Глава 4
Талиг. Лаик Талиг. Лумель
400 год К.С. 10-й день Осенних Молний
1
Котик где-то в мокрых полях пас Робера, и Марсель чувствовал себя бездельником. Сытым, отоспавшимся, сухим и оттого слегка раздраженным. Кем себя чувствовал Алва, виконт не представлял, но мерзавец читал. Дидериха!
– Рокэ, – не вытерпел Валме, – возвышенность в старикашке ты обнаружил еще до Фельпа, больше там ничего нет.
– Есть, – не согласился Алва, – глупость, настырность и обстоятельность.
– Это да, – Марсель закинул ногу на ногу. – Тебе так не хватает головной боли, что ты ищешь ей замену?
– Не я – ты. И не головной боли, а Готти.
– Пожалуй. Когда под столом собака, бездельником себя не чувствуешь, а я в последний год стал таким ответственным. Будь на твоем месте покойный Вейзель, он бы оценил. Так зачем тебе Дидерих?
– Юность, – Алва потянулся, но прикрывать ладонями глаза не стал. – Вокруг нас наша юность. Ты не заметил?
– Ты про Лаик?
– И про потребность спасти отечество и красотку в придачу. В шестнадцать лет красоток мы обдумывали в подробностях, это волновало, а спасение всего остального просто подразумевалось.
– У тебя, – уточнил Валме. – Лично я собирался стать графом и зажить по-человечески, но отца я убивать не хотел. Я вообще о его смерти не думал.
– Именно, – Алва на волосок отодвинул растрепанный том. – Юность, по выражению гения, вдыхает аромат призрачных роз, откуда им взяться, ее не волнует, вырастут, и все.

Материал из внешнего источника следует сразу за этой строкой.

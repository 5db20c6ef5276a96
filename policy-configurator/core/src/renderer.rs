use crate::{PodId, Rules};
use anyhow::Result;

/// Programs a network stack's dataplane from generated rules.
///
/// A renderer may serve many pods. Identical rule lists are structurally equal (and hash equally),
/// so a renderer may share rendered state between pods whose rules are the same.
pub trait PolicyRenderer: Send + Sync {
    /// Identifies the renderer in logs, metrics and errors.
    fn name(&self) -> &str;

    /// Starts a new transaction.
    ///
    /// If `resync` is set, the pods configured in the transaction are the complete desired state
    /// and any pod not mentioned must be removed. Otherwise, pods not mentioned are left unchanged.
    fn new_txn(&self, resync: bool) -> Box<dyn RendererTxn>;
}

/// A renderer transaction. Configuration has no effect until the transaction is committed.
#[async_trait::async_trait]
pub trait RendererTxn: Send {
    /// Stages the rules for a pod, replacing any rules previously rendered for it.
    fn configure(&mut self, pod: PodId, ingress: Rules, egress: Rules);

    /// Applies the staged configuration.
    async fn commit(self: Box<Self>) -> Result<()>;
}
use anyhow::{anyhow, Error, Result};
use std::{fmt, net::IpAddr, str::FromStr};

/// Identifies a pod across all namespaces.
#[derive(Clone, Debug, PartialEq, Eq, Hash, PartialOrd, Ord)]
pub struct PodId {
    pub namespace: String,
    pub name: String,
}

/// A single pod label. Renderers are bound to pods by label.
#[derive(Clone, Debug, PartialEq, Eq, Hash, PartialOrd, Ord)]
pub struct PodLabel {
    pub key: String,
    pub value: String,
}

/// Looks up the current state of pods known to the cluster.
///
/// Implementations are expected to be backed by a local cache; lookups must not block on I/O.
pub trait PodLookup: Send + Sync {
    /// Returns the labels carried by the pod, or an empty list for an unknown pod.
    fn labels(&self, pod: &PodId) -> Vec<PodLabel>;

    /// Returns the pod's current addresses, or `None` if the pod cannot be resolved.
    fn addresses(&self, pod: &PodId) -> Option<Vec<IpAddr>>;
}

// === impl PodId ===

impl PodId {
    pub fn new(namespace: impl ToString, name: impl ToString) -> Self {
        Self {
            namespace: namespace.to_string(),
            name: name.to_string(),
        }
    }
}

impl fmt::Display for PodId {
    fn fmt(&self, f: &mut fmt::Formatter<'_>) -> fmt::Result {
        write!(f, "{}/{}", self.namespace, self.name)
    }
}

impl FromStr for PodId {
    type Err = Error;

    fn from_str(s: &str) -> Result<Self> {
        match s.split_once('/') {
            Some((ns, name)) if !ns.is_empty() && !name.is_empty() && !name.contains('/') => {
                Ok(Self::new(ns, name))
            }
            _ => Err(anyhow!("invalid pod reference: {:?}", s)),
        }
    }
}

// === impl PodLabel ===

impl PodLabel {
    pub fn new(key: impl ToString, value: impl ToString) -> Self {
        Self {
            key: key.to_string(),
            value: value.to_string(),
        }
    }
}

impl fmt::Display for PodLabel {
    fn fmt(&self, f: &mut fmt::Formatter<'_>) -> fmt::Result {
        write!(f, "{}={}", self.key, self.value)
    }
}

Так что разницы между моей девой и твоим графством по большому счету никакой.
– Графство лучше, хотя, если я женюсь на Елене, мне его не видать.
– Женишься.
– Когда спасу мир?
– Раньше нет смысла.
– А как я узнаю, что уже можно? – встрепенулся виконт. – Кстати, давно собирался спросить, зачем ты назаказывал столько реквиемов? Что ты был готов при необходимости умереть, это понятно…
– Не был, – книжища отодвинулась на второй волосок. – Ты ворчишь на Дидериха, но в своих подозрениях столь же банален. Договариваясь с маэстро, я меньше всего думал о собственных неприятностях, к тому же вы с Приддом любой реквием сделаете бесполезным.
– Хорошо, – согласился Марсель, – о своей смерти ты не думал, тогда о чьей?
– Теперь ты банален по Иссерциалу. Я думал о музыке как таковой. Гроссфихтенбаум гениален, но мрачноват, в мистериях ему не развернуться. Мне заблажило поддержать маэстро, только и всего.
– Восемь раз?
– Платил я за два, в одном творении гений бы чувствовал себя скованно. Между нами, я отнюдь не уверен во вкусе твоего утреннего кошмара. Когда водворишься в Урготе, найди время прослушать, что вышло, и желательно вместе с Еленой, она музыку чувствует.
– Так я и втравлю молодую жену в заупокойное!
– Почему нет, если оно красиво и лишено глупости?
– Тогда, – решил уесть Ворона виконт, – мы вернулись к тому, с чего начали. Дидерих глуп, а ты в него вцепился. Почему? Мы сейчас в Лаик, юность вспоминать удобней, бродя по дому, а ты сидишь и читаешь.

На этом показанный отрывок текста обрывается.